In conversation with some ladies later, they commented that they too seemed to be troublemakers, but that they meant well. I told them that irritants in oysters become pearls. The ladies beamed with hope that their efforts were not in vain.

But we need more than protesters, stirrers and troublemakers.

"Protesters are everywhere, but I think the world is desperately in need of prophets, those little voices that can point us toward another future... Most people are aware that something is wrong. The real question is, What are the alternatives?"
(Shane Claiborne, The Irresistible Revolution)

Malcolm Irwin says,
The conversations I'm involved in keep on coming back to what is a false though nagging source of tension ... management or mission... maintaining what we have or prophetically re-imagining what could be... fiscal responsibility or responsive trust... what is the difference? If I could make the call, (and many may thank God I can't), I'd err on the side of the missional and the prophetic... I think that is closer to who God is and closer to who we were called to be...
The prophetic experience is always
bestowed on the individual, usually
unprepared for the experience, by
the Divine, and this often causes the
prophet to undergo travel, and often
privations and persecution due to the
unwelcome contents of the message he
or she bring to those for whom it is intended.
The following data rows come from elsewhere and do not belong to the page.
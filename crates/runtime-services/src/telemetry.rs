//! Telemetry context.
//!
//! Built once by the runtime and handed to whatever needs to report events.
//! Events go to the client as `telemetry/event` notifications.

use std::sync::Arc;

use runtime_protocol::ClientMethods;
use runtime_transport::ClientChannel;
use serde::Serialize;
use serde_json::Value;
use tracing::debug;
use uuid::Uuid;

#[derive(Debug, Clone, Copy, PartialEq, Eq, Serialize)]
pub enum MetricResult {
    Succeeded,
    Failed,
    Cancelled,
}

#[derive(Debug, Clone, Serialize)]
pub struct TelemetryEvent {
    pub name: String,
    pub result: MetricResult,
    #[serde(rename = "sessionId")]
    pub session_id: Uuid,
    #[serde(skip_serializing_if = "Option::is_none")]
    pub data: Option<Value>,
    #[serde(rename = "errorData", skip_serializing_if = "Option::is_none")]
    pub error_data: Option<Value>,
}

#[derive(Clone)]
pub struct Telemetry {
    client: Arc<dyn ClientChannel>,
    session_id: Uuid,
}

impl Telemetry {
    pub fn new(client: Arc<dyn ClientChannel>) -> Self {
        Self {
            client,
            session_id: Uuid::new_v4(),
        }
    }

    pub fn session_id(&self) -> Uuid {
        self.session_id
    }

    /// Forward an arbitrary event payload as-is.
    pub fn emit(&self, event: Value) {
        if let Err(e) = self.client.send_notification(ClientMethods::TELEMETRY_EVENT, Some(event)) {
            debug!("Dropped telemetry event: {e}");
        }
    }

    pub fn emit_metric(&self, name: &str, result: MetricResult, data: Option<Value>, error_data: Option<Value>) {
        let event = TelemetryEvent {
            name: name.to_string(),
            result,
            session_id: self.session_id,
            data,
            error_data,
        };
        match serde_json::to_value(&event) {
            Ok(event) => self.emit(event),
            Err(e) => debug!("Failed to serialize telemetry event {name}: {e}"),
        }
    }
}
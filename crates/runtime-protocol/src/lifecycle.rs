//! Client-side lifecycle payloads.
//!
//! Standard LSP params come from `lsp_types`; only the AWS extension request
//! is defined here.

use serde::{Deserialize, Serialize};

pub use lsp_types::{
    ClientInfo, DidChangeConfigurationParams, ExecuteCommandParams, InitializeParams, WorkspaceFolder,
};

#[derive(Debug, Clone, PartialEq, Eq, Serialize, Deserialize)]
pub struct GetConfigurationFromServerParams {
    pub section: String,
}
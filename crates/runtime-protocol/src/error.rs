//! JSON-RPC 2.0 / LSP error codes and the `ResponseError` object.

use serde::{Deserialize, Serialize};

/// Standard JSON-RPC 2.0 error codes plus the LSP-reserved range.
#[derive(Debug, Clone, Copy, PartialEq, Eq)]
pub enum ErrorCode {
    // JSON-RPC 2.0 standard errors
    ParseError,
    InvalidRequest,
    MethodNotFound,
    InvalidParams,
    InternalError,

    // LSP reserved errors
    ServerNotInitialized,
    UnknownErrorCode,
    RequestFailed,
    ServerCancelled,
    ContentModified,
    RequestCancelled,

    // Custom code
    Custom(i32),
}

impl ErrorCode {
    pub fn code(&self) -> i32 {
        match self {
            Self::ParseError => -32700,
            Self::InvalidRequest => -32600,
            Self::MethodNotFound => -32601,
            Self::InvalidParams => -32602,
            Self::InternalError => -32603,
            Self::ServerNotInitialized => -32002,
            Self::UnknownErrorCode => -32001,
            Self::RequestFailed => -32803,
            Self::ServerCancelled => -32802,
            Self::ContentModified => -32801,
            Self::RequestCancelled => -32800,
            Self::Custom(c) => *c,
        }
    }

    pub fn from_code(code: i32) -> Self {
        match code {
            -32700 => Self::ParseError,
            -32600 => Self::InvalidRequest,
            -32601 => Self::MethodNotFound,
            -32602 => Self::InvalidParams,
            -32603 => Self::InternalError,
            -32002 => Self::ServerNotInitialized,
            -32001 => Self::UnknownErrorCode,
            -32803 => Self::RequestFailed,
            -32802 => Self::ServerCancelled,
            -32801 => Self::ContentModified,
            -32800 => Self::RequestCancelled,
            c => Self::Custom(c),
        }
    }
}

/// JSON-RPC 2.0 error object, as carried by an error response.
#[derive(Debug, Clone, PartialEq, Serialize, Deserialize)]
pub struct ResponseError {
    pub code: i32,
    pub message: String,
    #[serde(skip_serializing_if = "Option::is_none")]
    pub data: Option<serde_json::Value>,
}

impl ResponseError {
    pub fn new(code: ErrorCode, message: impl Into<String>) -> Self {
        Self {
            code: code.code(),
            message: message.into(),
            data: None,
        }
    }

    pub fn with_data(mut self, data: serde_json::Value) -> Self {
        self.data = Some(data);
        self
    }

    pub fn parse_error(message: impl Into<String>) -> Self {
        Self::new(ErrorCode::ParseError, message)
    }

    pub fn invalid_request(message: impl Into<String>) -> Self {
        Self::new(ErrorCode::InvalidRequest, message)
    }

    pub fn method_not_found(method: &str) -> Self {
        Self::new(ErrorCode::MethodNotFound, format!("Unhandled method {method}"))
    }

    pub fn invalid_params(message: impl Into<String>) -> Self {
        Self::new(ErrorCode::InvalidParams, message)
    }

    pub fn internal(message: impl Into<String>) -> Self {
        Self::new(ErrorCode::InternalError, message)
    }

    pub fn request_failed(message: impl Into<String>) -> Self {
        Self::new(ErrorCode::RequestFailed, message)
    }

    pub fn cancelled() -> Self {
        Self::new(ErrorCode::RequestCancelled, "Request cancelled")
    }

    pub fn not_initialized() -> Self {
        Self::new(ErrorCode::ServerNotInitialized, "Server is not initialized")
    }

    pub fn error_code(&self) -> ErrorCode {
        ErrorCode::from_code(self.code)
    }
}

impl std::fmt::Display for ResponseError {
    fn fmt(&self, f: &mut std::fmt::Formatter<'_>) -> std::fmt::Result {
        write!(f, "[{}] {}", self.code, self.message)
    }
}

impl std::error::Error for ResponseError {}
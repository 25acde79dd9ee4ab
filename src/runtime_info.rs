//! Built-in server reporting the runtime's own state.
//!
//! Advertises one command and one configuration section; both answer with
//! the runtime identity, credential presence and SSO connection type.

use std::sync::Arc;

use runtime_protocol::{
    AwsServerCapabilities, ConfigurationProvider, CredentialsType, InitializeResult,
    ServerCapabilities, ServerInfo, execute_command_options,
};
use runtime_server::{Features, RuntimeProps, Server, ServerHandle, Workspace};
use runtime_services::CredentialsProvider;
use serde_json::{Value, json};
use tracing::{debug, info};

pub const RUNTIME_INFO_COMMAND: &str = "aws/runtime/info";
pub const RUNTIME_CONFIGURATION_SECTION: &str = "aws.runtime";

const SERVER_NAME: &str = "runtime-info";

#[derive(Debug, Clone, Copy, Default)]
pub struct RuntimeInfoServer;

#[derive(Clone)]
struct InfoSource {
    runtime: RuntimeProps,
    credentials: Arc<dyn CredentialsProvider>,
    workspace: Workspace,
}

impl InfoSource {
    fn snapshot(&self) -> Value {
        json!({
            "name": self.runtime.name,
            "version": self.runtime.version,
            "connectionType": self.credentials.get_connection_type(),
            "hasIamCredentials": self.credentials.has_credentials(CredentialsType::Iam),
            "hasBearerCredentials": self.credentials.has_credentials(CredentialsType::Bearer),
            "workspaceFolders": self.workspace.workspace_folders(),
        })
    }
}

impl Server for RuntimeInfoServer {
    fn name(&self) -> &str {
        SERVER_NAME
    }

    fn start(&self, features: Features) -> ServerHandle {
        let source = InfoSource {
            runtime: features.runtime.clone(),
            credentials: Arc::clone(&features.credentials_provider),
            workspace: features.workspace.clone(),
        };

        features.lsp.on_initialize(|_, _| async {
            Ok(InitializeResult {
                capabilities: ServerCapabilities {
                    execute_command_provider: Some(execute_command_options([RUNTIME_INFO_COMMAND])),
                    ..Default::default()
                },
                aws_server_capabilities: Some(AwsServerCapabilities {
                    configuration_provider: Some(ConfigurationProvider::new([RUNTIME_CONFIGURATION_SECTION])),
                    ..Default::default()
                }),
                server_info: Some(ServerInfo {
                    name: SERVER_NAME.into(),
                    version: None,
                }),
            })
        });

        let commands = source.clone();
        features.lsp.on_execute_command(move |_, _| {
            let info = commands.snapshot();
            async move { Ok(info) }
        });

        let configuration = source;
        features.lsp.on_get_configuration_from_server(move |_, _| {
            let info = configuration.snapshot();
            async move { Ok(info) }
        });

        features.lsp.on_did_change_configuration(|params| async move {
            debug!("Configuration changed: {}", params.settings);
        });

        info!("{SERVER_NAME} started");
        ServerHandle::new(|| debug!("{SERVER_NAME} stopped"))
    }
}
"The prophet is the one who, by use of... tools of hope, contradicts the presumed world of kings, showing both that that presumed world does not square with the facts and that we have been taught a lie and have believed it because the people with the hardware and the printing press (and the official rubber stamp) told us it was that way. And so the offering of ...(hope) is a job not for a timid clerk who simply shares the inventory but for people who know something different and are prepared, out of their own anguish and amazement, to know that the closed world of managed reality is false. The prophetic imagination knows that the real world is the one that has its beginning and dynamic in the promising speech of God and that this is true even in a world where kings have tried to banish all speech but their own."
(Walter Brueggemann, The Prophetic Imagination, emphasis Malcolm's).

Comments?

Comments

Tash McGill said…
Yes! Yes.. and yes again.

My mother was a prophetic troublemaker - her wisdom and insight meant often she had valuable offerings into her church communities. However - those voices are not always easily heard, especially when it rallies against the presumed and challenges the reality.

May I be a troublemaker just like her - and many others also, because the alternative seems too much like accepting what is, as all that will be.